Hope couple recount chaos after Boston Marathon bombings

Theresa Withee of Hope (right) and her husband, Charles Weidman, recounted their experience at the Boston Marathon during an interview in Rockland on Tuesday.
Stephen Betts
Theresa Withee of Hope (right) and her husband, Charles Weidman, recounted their experience at the Boston Marathon during an interview in Rockland on Tuesday. Buy Photo
Posted April 16, 2013, at 7:19 p.m.

HOPE, Maine — Theresa Withee was less than a half mile from the finish line of the Boston Marathon on Monday afternoon when she heard two loud explosions.

“When I heard them, I thought maybe they were cannons going off as a part of the Patriots Day celebration,” Withee said.

But a minute later, police officers quickly approached the group of runners she was with, hands raised, telling the runners to stop.

She questioned one officer who said there had been an explosion but the participants were not told specifically what had occurred. Another five minutes passed before race helpers informed the group of about 50 runners in her cluster that the race was over. The race officials removed barriers that had been erected on the sides of the race route and told the runners to go home.

For the next 90 minutes, Withee and her husband, Charles Weidman, both of Hope, tried to find each other in the confusion.

Weidman was on the subway, trying to get to the finish line to watch Theresa complete her second Boston Marathon. The train stopped at Kenmore Square, well short of the destination, and riders on the packed train were told to get off because the train was no longer in service. They were not told anything else.

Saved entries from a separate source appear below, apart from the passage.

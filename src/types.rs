//! Core value types shared by the catalog, selector, controller and recorder.

use serde::{Deserialize, Serialize};
use std::fmt;

use crate::format::aspect::{self, AspectRatioClass};

/// Physical camera module. Each variant maps to exactly one device.
#[derive(Debug, Clone, Copy, PartialEq, Eq, Hash, Serialize, Deserialize)]
#[serde(rename_all = "camelCase")]
pub enum LensIdentity {
    UltraWide,
    Wide,
}

impl LensIdentity {
    pub fn all() -> [LensIdentity; 2] {
        [LensIdentity::UltraWide, LensIdentity::Wide]
    }

    /// Stable identifier used in sidecars, config files and the CLI.
    pub fn as_str(&self) -> &'static str {
        match self {
            LensIdentity::UltraWide => "ultraWide",
            LensIdentity::Wide => "wide",
        }
    }

    /// Human label for overlays.
    pub fn label(&self) -> &'static str {
        match self {
            LensIdentity::UltraWide => "Ultra Wide (0.5x)",
            LensIdentity::Wide => "Wide (1x)",
        }
    }

    pub fn parse(s: &str) -> Option<Self> {
        match s.to_ascii_lowercase().as_str() {
            "ultrawide" | "ultra-wide" | "ultra_wide" | "0.5x" => Some(LensIdentity::UltraWide),
            "wide" | "1x" => Some(LensIdentity::Wide),
            _ => None,
        }
    }
}

impl fmt::Display for LensIdentity {
    fn fmt(&self, f: &mut fmt::Formatter) -> fmt::Result {
        write!(f, "{}", self.as_str())
    }
}

/// Whether the pipeline is tuned for image quality or for raw optical coverage.
#[derive(Debug, Clone, Copy, PartialEq, Eq, Hash, Serialize, Deserialize)]
#[serde(rename_all = "camelCase")]
pub enum FovMode {
    Standard,
    Maximized,
}

impl FovMode {
    pub fn is_maximized(&self) -> bool {
        matches!(self, FovMode::Maximized)
    }

    pub fn as_str(&self) -> &'static str {
        match self {
            FovMode::Standard => "standard",
            FovMode::Maximized => "maximized",
        }
    }

    pub fn parse(s: &str) -> Option<Self> {
        match s.to_ascii_lowercase().as_str() {
            "standard" | "std" => Some(FovMode::Standard),
            "maximized" | "max" | "maxfov" => Some(FovMode::Maximized),
            _ => None,
        }
    }
}

impl fmt::Display for FovMode {
    fn fmt(&self, f: &mut fmt::Formatter) -> fmt::Result {
        write!(f, "{}", self.as_str())
    }
}

/// Requested frame shape. Matched against formats with a ratio tolerance.
#[derive(Debug, Clone, Copy, PartialEq, Eq, Hash, Serialize, Deserialize)]
#[serde(rename_all = "camelCase")]
pub enum AspectRatioTarget {
    Wide16x9,
    Classic4x3,
}

impl AspectRatioTarget {
    /// Nominal width/height ratio.
    pub fn ratio(&self) -> f64 {
        match self {
            AspectRatioTarget::Wide16x9 => 16.0 / 9.0,
            AspectRatioTarget::Classic4x3 => 4.0 / 3.0,
        }
    }

    pub fn label(&self) -> &'static str {
        match self {
            AspectRatioTarget::Wide16x9 => "16:9",
            AspectRatioTarget::Classic4x3 => "4:3",
        }
    }

    /// True when `width / height` is within `tolerance` of the nominal ratio.
    pub fn matches(&self, width: u32, height: u32, tolerance: f64) -> bool {
        if height == 0 {
            return false;
        }
        let ratio = f64::from(width) / f64::from(height);
        (ratio - self.ratio()).abs() <= tolerance
    }

    pub fn parse(s: &str) -> Option<Self> {
        match s.to_ascii_lowercase().as_str() {
            "16:9" | "16x9" | "wide16x9" => Some(AspectRatioTarget::Wide16x9),
            "4:3" | "4x3" | "classic4x3" => Some(AspectRatioTarget::Classic4x3),
            _ => None,
        }
    }
}

impl fmt::Display for AspectRatioTarget {
    fn fmt(&self, f: &mut fmt::Formatter) -> fmt::Result {
        write!(f, "{}", self.label())
    }
}

/// Inclusive frame-rate range reported by the device for one format.
#[derive(Debug, Clone, Copy, PartialEq, Serialize, Deserialize)]
pub struct FrameRateRange {
    pub min: f64,
    pub max: f64,
}

impl FrameRateRange {
    pub fn new(min: f64, max: f64) -> Self {
        Self { min, max }
    }

    /// A range qualifies for a target rate when it can reach it. Rates below
    /// the target are not required.
    pub fn reaches(&self, rate: f64) -> bool {
        self.max >= rate
    }

    /// The rate actually programmed for a requested target.
    pub fn effective_rate(&self, target: f64) -> f64 {
        target.clamp(self.min, self.max)
    }
}

/// One discrete capture format as reported by a lens device.
#[derive(Debug, Clone, PartialEq, Serialize, Deserialize)]
pub struct CaptureFormat {
    pub width: u32,
    pub height: u32,
    pub field_of_view: f64,
    pub frame_rate_ranges: Vec<FrameRateRange>,
}

impl CaptureFormat {
    /// Create a format with a single `1..=max_fps` frame-rate range.
    pub fn new(width: u32, height: u32, field_of_view: f64, max_fps: f64) -> Self {
        Self {
            width,
            height,
            field_of_view,
            frame_rate_ranges: vec![FrameRateRange::new(1.0, max_fps)],
        }
    }

    pub fn with_frame_rate_ranges(mut self, ranges: Vec<FrameRateRange>) -> Self {
        self.frame_rate_ranges = ranges;
        self
    }

    pub fn pixel_area(&self) -> u64 {
        u64::from(self.width) * u64::from(self.height)
    }

    pub fn ratio(&self) -> f64 {
        if self.height == 0 {
            return 0.0;
        }
        f64::from(self.width) / f64::from(self.height)
    }

    pub fn aspect_ratio_class(&self) -> AspectRatioClass {
        aspect::classify(self.width, self.height)
    }

    pub fn supports_frame_rate(&self, rate: f64) -> bool {
        self.frame_rate_ranges.iter().any(|r| r.reaches(rate))
    }

    /// First range that reaches `rate`, in device order.
    pub fn range_for(&self, rate: f64) -> Option<FrameRateRange> {
        self.frame_rate_ranges.iter().copied().find(|r| r.reaches(rate))
    }

    pub fn max_frame_rate(&self) -> f64 {
        self.frame_rate_ranges
            .iter()
            .map(|r| r.max)
            .fold(0.0, f64::max)
    }

    /// At least 3840x2160.
    pub fn is_uhd(&self) -> bool {
        self.width >= 3840 && self.height >= 2160
    }

    pub fn resolution_label(&self) -> String {
        format!("{}x{}", self.width, self.height)
    }
}

impl fmt::Display for CaptureFormat {
    fn fmt(&self, f: &mut fmt::Formatter) -> fmt::Result {
        write!(
            f,
            "{}x{} ({}) fov={:.1} max={:.0}fps",
            self.width,
            self.height,
            self.aspect_ratio_class(),
            self.field_of_view,
            self.max_frame_rate()
        )
    }
}

/// Video stabilization modes a connection can report.
#[derive(Debug, Clone, Copy, PartialEq, Eq, Serialize, Deserialize)]
#[serde(rename_all = "camelCase")]
pub enum StabilizationMode {
    Off,
    Standard,
    Cinematic,
    CinematicExtended,
    Auto,
}

impl StabilizationMode {
    pub fn as_str(&self) -> &'static str {
        match self {
            StabilizationMode::Off => "off",
            StabilizationMode::Standard => "standard",
            StabilizationMode::Cinematic => "cinematic",
            StabilizationMode::CinematicExtended => "cinematicExtended",
            StabilizationMode::Auto => "auto",
        }
    }
}

impl fmt::Display for StabilizationMode {
    fn fmt(&self, f: &mut fmt::Formatter) -> fmt::Result {
        write!(f, "{}", self.as_str())
    }
}

/// Session-level preset. `InputPriority` means the active format chosen by
/// the engine is authoritative.
#[derive(Debug, Clone, Copy, PartialEq, Eq, Serialize, Deserialize)]
#[serde(rename_all = "camelCase")]
pub enum SessionPreset {
    High,
    InputPriority,
}

impl SessionPreset {
    pub fn for_mode(mode: FovMode) -> Self {
        match mode {
            FovMode::Standard => SessionPreset::High,
            FovMode::Maximized => SessionPreset::InputPriority,
        }
    }

    pub fn as_str(&self) -> &'static str {
        match self {
            SessionPreset::High => "high",
            SessionPreset::InputPriority => "inputPriority",
        }
    }
}

impl fmt::Display for SessionPreset {
    fn fmt(&self, f: &mut fmt::Formatter) -> fmt::Result {
        write!(f, "{}", self.as_str())
    }
}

Weidman said the train earlier had been delayed about five minutes and if not for that delay he would have been walking along the path where the explosions occurred.

From the Kenmore station, he walked until he came upon thousands of runners who had been stopped.

“I was milling through the crowd trying to find her because I knew she would be cold,” Weidman said.

Meanwhile, Withee and the runners she was with were directed to go back to their buses where their belongings were located.

“At first I sat on a bench and put my head in my hands. I was cold, and I knew I was probably dehydrated and needed water.” Withee said. “But I knew I couldn’t get anything where I was.”

She followed the other people along the eight blocks to where the buses were located.

“The farther we walked the more information we got,” as runners encountered people who had been closer to the blast sites, Withee said.

On the way, one runner gave Withee an extra pair of socks that she used as arm warmers. A college-age male runner gave her his sweatshirt to help her get warm and told her to keep it.

Eventually, Withee made it to the bus and collected her items, including her cellphone. But the phone did not work because of the volume of calls being made.

“I thought, ‘Where would my husband go?’ I was pretty sure he would go to the hotel, so I decided I would go to the hotel,” Withee said.

Weidman said after he had gone through the crowd of runners where he was, he realized Withee was not there and must have made it farther along the race route. He said he knew his wife probably would have gone to the medical tent set up near the finish line if she had completed the race because her knee had been hurting. But, he said, he was told the medical tent area had been evacuated and no one knew where the people were relocated.

“I tend not to worry about things I have no control over. I was concerned for her safety but I wouldn’t say I was worried because there was nothing I could do. If she had been blown up I knew people would be caring for her. And if she had made it past the explosion and made it to the medical tent then I know people would be caring for her,” Weidman said.

He said his main worry was that she was wandering around without anything to keep her warm.

Withee said there was a time when she was worried about her husband.

“Initially I was worried because I didn’t know if he had made it ahead of me and was waiting at the end,” Withee said.

Along a section of Commonwealth Avenue, people were coming out of the homes and offering food, water and items to keep the thousands of runners warm. Weidman had already given out the items he had in his pack to other runners.

At 4:30 p.m., a little more than 90 minutes after the bomb blasts, Weidman saw three people sitting near the doorstep of one of the homes and he asked if he could use their bathroom. As he went into the home, he received a call from Theresa.

They agreed to meet at the hostel on 40 Berkeley St. where they were staying. He arrived the Berkeley Street lodging place first because it was only about four blocks from where he received her call.

Withee said she got lost trying to find the hostel but Weidman texted directions to her and went out to meet her. They eventually met and got back together at Berkeley Street about 5 p.m.

Withee telephoned her daughter Shani, a University of Maine student, to tell her that they were fine. She also texted her brother that they were safe.

Withee was one of several midcoast Maine residents who trained together for the race. She said she and her husband arrived in Boston on Saturday night but did not see any of the local people during her stay there or during the race. But she said they sent text messages to each other, letting each other know they were safe and where they were.

Withee said she plans to run the Boston Marathon again.

Withee has been running all her life, she said. She ran her first Boston Marathon in 2011 and finished the 26.2-mile route in four hours and one minute. She said her goal had been to finish the course in less than four hours.

Withee has been running barefoot for the past six years. Weidman said his wife was the first woman in 2011 to run the race barefoot.

But her knee began hurting during the race and she realized she was not going to finish in less than four hours. The slower pace prevented her from being near the finish line when the explosion occurred.